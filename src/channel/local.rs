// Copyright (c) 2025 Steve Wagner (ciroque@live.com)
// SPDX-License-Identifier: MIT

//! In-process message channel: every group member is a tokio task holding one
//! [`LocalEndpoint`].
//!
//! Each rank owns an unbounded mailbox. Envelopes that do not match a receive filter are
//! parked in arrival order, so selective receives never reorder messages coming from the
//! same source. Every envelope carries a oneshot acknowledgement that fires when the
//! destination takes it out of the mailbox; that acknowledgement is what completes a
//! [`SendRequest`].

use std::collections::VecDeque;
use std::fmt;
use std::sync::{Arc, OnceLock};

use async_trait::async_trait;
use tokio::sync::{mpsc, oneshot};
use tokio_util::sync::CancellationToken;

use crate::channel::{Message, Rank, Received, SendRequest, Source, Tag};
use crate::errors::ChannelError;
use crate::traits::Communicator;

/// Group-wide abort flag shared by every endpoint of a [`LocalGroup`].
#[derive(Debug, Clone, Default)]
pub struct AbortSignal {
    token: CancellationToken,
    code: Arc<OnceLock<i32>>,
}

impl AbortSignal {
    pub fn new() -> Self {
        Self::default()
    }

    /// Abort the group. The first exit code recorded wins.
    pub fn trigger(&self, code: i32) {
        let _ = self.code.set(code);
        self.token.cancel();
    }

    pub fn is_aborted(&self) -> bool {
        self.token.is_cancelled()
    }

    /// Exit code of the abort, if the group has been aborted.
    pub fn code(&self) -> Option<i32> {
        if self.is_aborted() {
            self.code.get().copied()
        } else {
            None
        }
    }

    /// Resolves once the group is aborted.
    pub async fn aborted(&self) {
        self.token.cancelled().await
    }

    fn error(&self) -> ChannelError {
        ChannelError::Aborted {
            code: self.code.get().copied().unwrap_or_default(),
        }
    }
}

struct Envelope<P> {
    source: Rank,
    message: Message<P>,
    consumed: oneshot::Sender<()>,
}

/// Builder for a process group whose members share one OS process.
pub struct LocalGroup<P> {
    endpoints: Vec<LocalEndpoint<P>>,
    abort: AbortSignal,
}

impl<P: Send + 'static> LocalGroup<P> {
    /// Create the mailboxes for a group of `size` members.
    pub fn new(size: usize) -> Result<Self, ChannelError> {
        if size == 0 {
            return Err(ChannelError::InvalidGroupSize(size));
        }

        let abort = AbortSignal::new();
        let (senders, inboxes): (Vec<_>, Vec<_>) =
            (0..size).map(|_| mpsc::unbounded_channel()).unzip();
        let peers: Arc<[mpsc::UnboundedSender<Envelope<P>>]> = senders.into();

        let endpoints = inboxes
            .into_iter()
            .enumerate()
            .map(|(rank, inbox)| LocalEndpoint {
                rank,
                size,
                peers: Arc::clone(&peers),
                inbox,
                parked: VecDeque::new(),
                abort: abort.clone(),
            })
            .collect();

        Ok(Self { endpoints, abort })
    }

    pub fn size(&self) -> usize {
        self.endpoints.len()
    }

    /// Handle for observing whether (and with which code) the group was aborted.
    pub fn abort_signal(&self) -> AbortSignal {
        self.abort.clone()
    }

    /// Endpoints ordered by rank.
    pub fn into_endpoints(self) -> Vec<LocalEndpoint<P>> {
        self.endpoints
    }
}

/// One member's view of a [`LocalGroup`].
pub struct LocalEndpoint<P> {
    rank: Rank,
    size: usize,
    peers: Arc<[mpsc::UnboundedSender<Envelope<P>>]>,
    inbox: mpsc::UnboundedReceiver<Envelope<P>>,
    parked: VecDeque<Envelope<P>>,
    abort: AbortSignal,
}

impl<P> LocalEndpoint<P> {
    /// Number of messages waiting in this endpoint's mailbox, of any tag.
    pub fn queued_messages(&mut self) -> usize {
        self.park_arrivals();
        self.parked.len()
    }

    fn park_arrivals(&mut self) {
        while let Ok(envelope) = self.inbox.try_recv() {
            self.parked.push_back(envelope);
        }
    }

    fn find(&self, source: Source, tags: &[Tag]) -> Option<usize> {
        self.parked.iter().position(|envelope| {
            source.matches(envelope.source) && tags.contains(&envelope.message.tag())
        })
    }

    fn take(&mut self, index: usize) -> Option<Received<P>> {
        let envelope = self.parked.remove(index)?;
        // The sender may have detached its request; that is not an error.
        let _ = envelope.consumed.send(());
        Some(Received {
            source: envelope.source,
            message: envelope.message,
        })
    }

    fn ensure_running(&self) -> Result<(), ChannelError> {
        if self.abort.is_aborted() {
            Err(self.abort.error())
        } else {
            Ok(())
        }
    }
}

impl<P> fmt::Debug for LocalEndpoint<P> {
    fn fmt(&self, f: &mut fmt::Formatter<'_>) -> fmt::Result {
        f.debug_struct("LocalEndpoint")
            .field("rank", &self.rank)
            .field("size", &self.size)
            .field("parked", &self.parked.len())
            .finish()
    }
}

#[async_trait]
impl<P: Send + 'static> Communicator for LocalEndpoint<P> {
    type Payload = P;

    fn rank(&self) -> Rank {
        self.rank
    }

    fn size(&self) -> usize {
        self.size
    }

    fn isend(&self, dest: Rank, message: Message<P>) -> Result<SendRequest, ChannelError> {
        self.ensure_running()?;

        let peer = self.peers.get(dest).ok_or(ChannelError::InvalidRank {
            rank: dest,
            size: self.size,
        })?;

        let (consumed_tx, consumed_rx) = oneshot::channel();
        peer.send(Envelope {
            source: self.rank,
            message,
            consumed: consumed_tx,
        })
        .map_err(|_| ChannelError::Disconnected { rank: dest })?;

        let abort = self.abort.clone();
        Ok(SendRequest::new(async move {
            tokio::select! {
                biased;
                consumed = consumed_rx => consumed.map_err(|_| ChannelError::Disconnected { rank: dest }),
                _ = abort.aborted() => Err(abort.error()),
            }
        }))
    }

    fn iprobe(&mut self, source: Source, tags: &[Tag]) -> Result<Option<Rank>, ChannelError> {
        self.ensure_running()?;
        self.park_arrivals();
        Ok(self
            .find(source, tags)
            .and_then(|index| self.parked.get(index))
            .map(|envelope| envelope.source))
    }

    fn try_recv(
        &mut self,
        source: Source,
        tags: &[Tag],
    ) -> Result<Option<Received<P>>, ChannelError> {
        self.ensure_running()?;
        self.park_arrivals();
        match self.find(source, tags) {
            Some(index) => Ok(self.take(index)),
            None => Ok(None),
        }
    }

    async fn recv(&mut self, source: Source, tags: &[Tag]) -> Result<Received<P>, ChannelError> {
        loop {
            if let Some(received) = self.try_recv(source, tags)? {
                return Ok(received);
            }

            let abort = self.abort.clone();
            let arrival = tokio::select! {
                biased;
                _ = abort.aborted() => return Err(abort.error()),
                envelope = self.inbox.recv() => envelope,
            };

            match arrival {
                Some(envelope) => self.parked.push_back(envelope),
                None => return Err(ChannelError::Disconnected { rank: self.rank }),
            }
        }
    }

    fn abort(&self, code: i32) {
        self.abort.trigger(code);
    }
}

══════════════════════════════

Line for line, set down the listing above again.

• Solution to the exercise:
filename src/channel/local.rs
// Copyright (c) 2025 Steve Wagner (ciroque@live.com)
// SPDX-License-Identifier: MIT

//! In-process message channel: every group member is a tokio task holding one
//! [`LocalEndpoint`].
//!
//! Each rank owns an unbounded mailbox. Envelopes that do not match a receive filter are
//! parked in arrival order, so selective receives never reorder messages coming from the
//! same source. Every envelope carries a oneshot acknowledgement that fires when the
//! destination takes it out of the mailbox; that acknowledgement is what completes a
//! [`SendRequest`].

use std::collections::VecDeque;
use std::fmt;
use std::sync::{Arc, OnceLock};

use async_trait::async_trait;
use tokio::sync::{mpsc, oneshot};
use tokio_util::sync::CancellationToken;

use crate::channel::{Message, Rank, Received, SendRequest, Source, Tag};
use crate::errors::ChannelError;
use crate::traits::Communicator;

/// Group-wide abort flag shared by every endpoint of a [`LocalGroup`].
#[derive(Debug, Clone, Default)]
pub struct AbortSignal {
    token: CancellationToken,
    code: Arc<OnceLock<i32>>,
}

impl AbortSignal {
    pub fn new() -> Self {
        Self::default()
    }

    /// Abort the group. The first exit code recorded wins.
    pub fn trigger(&self, code: i32) {
        let _ = self.code.set(code);
        self.token.cancel();
    }

    pub fn is_aborted(&self) -> bool {
        self.token.is_cancelled()
    }

    /// Exit code of the abort, if the group has been aborted.
    pub fn code(&self) -> Option<i32> {
        if self.is_aborted() {
            self.code.get().copied()
        } else {
            None
        }
    }

    /// Resolves once the group is aborted.
    pub async fn aborted(&self) {
        self.token.cancelled().await
    }

    fn error(&self) -> ChannelError {
        ChannelError::Aborted {
            code: self.code.get().copied().unwrap_or_default(),
        }
    }
}

struct Envelope<P> {
    source: Rank,
    message: Message<P>,
    consumed: oneshot::Sender<()>,
}

/// Builder for a process group whose members share one OS process.
pub struct LocalGroup<P> {
    endpoints: Vec<LocalEndpoint<P>>,
    abort: AbortSignal,
}

impl<P: Send + 'static> LocalGroup<P> {
    /// Create the mailboxes for a group of `size` members.
    pub fn new(size: usize) -> Result<Self, ChannelError> {
        if size == 0 {
            return Err(ChannelError::InvalidGroupSize(size));
        }

        let abort = AbortSignal::new();
        let (senders, inboxes): (Vec<_>, Vec<_>) =
            (0..size).map(|_| mpsc::unbounded_channel()).unzip();
        let peers: Arc<[mpsc::UnboundedSender<Envelope<P>>]> = senders.into();

        let endpoints = inboxes
            .into_iter()
            .enumerate()
            .map(|(rank, inbox)| LocalEndpoint {
                rank,
                size,
                peers: Arc::clone(&peers),
                inbox,
                parked: VecDeque::new(),
                abort: abort.clone(),
            })
            .collect();

        Ok(Self { endpoints, abort })
    }

    pub fn size(&self) -> usize {
        self.endpoints.len()
    }

    /// Handle for observing whether (and with which code) the group was aborted.
    pub fn abort_signal(&self) -> AbortSignal {
        self.abort.clone()
    }

    /// Endpoints ordered by rank.
    pub fn into_endpoints(self) -> Vec<LocalEndpoint<P>> {
        self.endpoints
    }
}

/// One member's view of a [`LocalGroup`].
pub struct LocalEndpoint<P> {
    rank: Rank,
    size: usize,
    peers: Arc<[mpsc::UnboundedSender<Envelope<P>>]>,
    inbox: mpsc::UnboundedReceiver<Envelope<P>>,
    parked: VecDeque<Envelope<P>>,
    abort: AbortSignal,
}

impl<P> LocalEndpoint<P> {
    /// Number of messages waiting in this endpoint's mailbox, of any tag.
    pub fn queued_messages(&mut self) -> usize {
        self.park_arrivals();
        self.parked.len()
    }

    fn park_arrivals(&mut self) {
        while let Ok(envelope) = self.inbox.try_recv() {
            self.parked.push_back(envelope);
        }
    }

    fn find(&self, source: Source, tags: &[Tag]) -> Option<usize> {
        self.parked.iter().position(|envelope| {
            source.matches(envelope.source) && tags.contains(&envelope.message.tag())
        })
    }

    fn take(&mut self, index: usize) -> Option<Received<P>> {
        let envelope = self.parked.remove(index)?;
        // The sender may have detached its request; that is not an error.
        let _ = envelope.consumed.send(());
        Some(Received {
            source: envelope.source,
            message: envelope.message,
        })
    }

    fn ensure_running(&self) -> Result<(), ChannelError> {
        if self.abort.is_aborted() {
            Err(self.abort.error())
        } else {
            Ok(())
        }
    }
}

impl<P> fmt::Debug for LocalEndpoint<P> {
    fn fmt(&self, f: &mut fmt::Formatter<'_>) -> fmt::Result {
        f.debug_struct("LocalEndpoint")
            .field("rank", &self.rank)
            .field("size", &self.size)
            .field("parked", &self.parked.len())
            .finish()
    }
}

#[async_trait]
impl<P: Send + 'static> Communicator for LocalEndpoint<P> {
    type Payload = P;

    fn rank(&self) -> Rank {
        self.rank
    }

    fn size(&self) -> usize {
        self.size
    }

    fn isend(&self, dest: Rank, message: Message<P>) -> Result<SendRequest, ChannelError> {
        self.ensure_running()?;

        let peer = self.peers.get(dest).ok_or(ChannelError::InvalidRank {
            rank: dest,
            size: self.size,
        })?;

        let (consumed_tx, consumed_rx) = oneshot::channel();
        peer.send(Envelope {
            source: self.rank,
            message,
            consumed: consumed_tx,
        })
        .map_err(|_| ChannelError::Disconnected { rank: dest })?;

        let abort = self.abort.clone();
        Ok(SendRequest::new(async move {
            tokio::select! {
                biased;
                consumed = consumed_rx => consumed.map_err(|_| ChannelError::Disconnected { rank: dest }),
                _ = abort.aborted() => Err(abort.error()),
            }
        }))
    }

    fn iprobe(&mut self, source: Source, tags: &[Tag]) -> Result<Option<Rank>, ChannelError> {
        self.ensure_running()?;
        self.park_arrivals();
        Ok(self
            .find(source, tags)
            .and_then(|index| self.parked.get(index))
            .map(|envelope| envelope.source))
    }

    fn try_recv(
        &mut self,
        source: Source,
        tags: &[Tag],
    ) -> Result<Option<Received<P>>, ChannelError> {
        self.ensure_running()?;
        self.park_arrivals();
        match self.find(source, tags) {
            Some(index) => Ok(self.take(index)),
            None => Ok(None),
        }
    }

    async fn recv(&mut self, source: Source, tags: &[Tag]) -> Result<Received<P>, ChannelError> {
        loop {
            if let Some(received) = self.try_recv(source, tags)? {
                return Ok(received);
            }

            let abort = self.abort.clone();
            let arrival = tokio::select! {
                biased;
                _ = abort.aborted() => return Err(abort.error()),
                envelope = self.inbox.recv() => envelope,
            };

            match arrival {
                Some(envelope) => self.parked.push_back(envelope),
                None => return Err(ChannelError::Disconnected { rank: self.rank }),
            }
        }
    }

    fn abort(&self, code: i32) {
        self.abort.trigger(code);
    }
}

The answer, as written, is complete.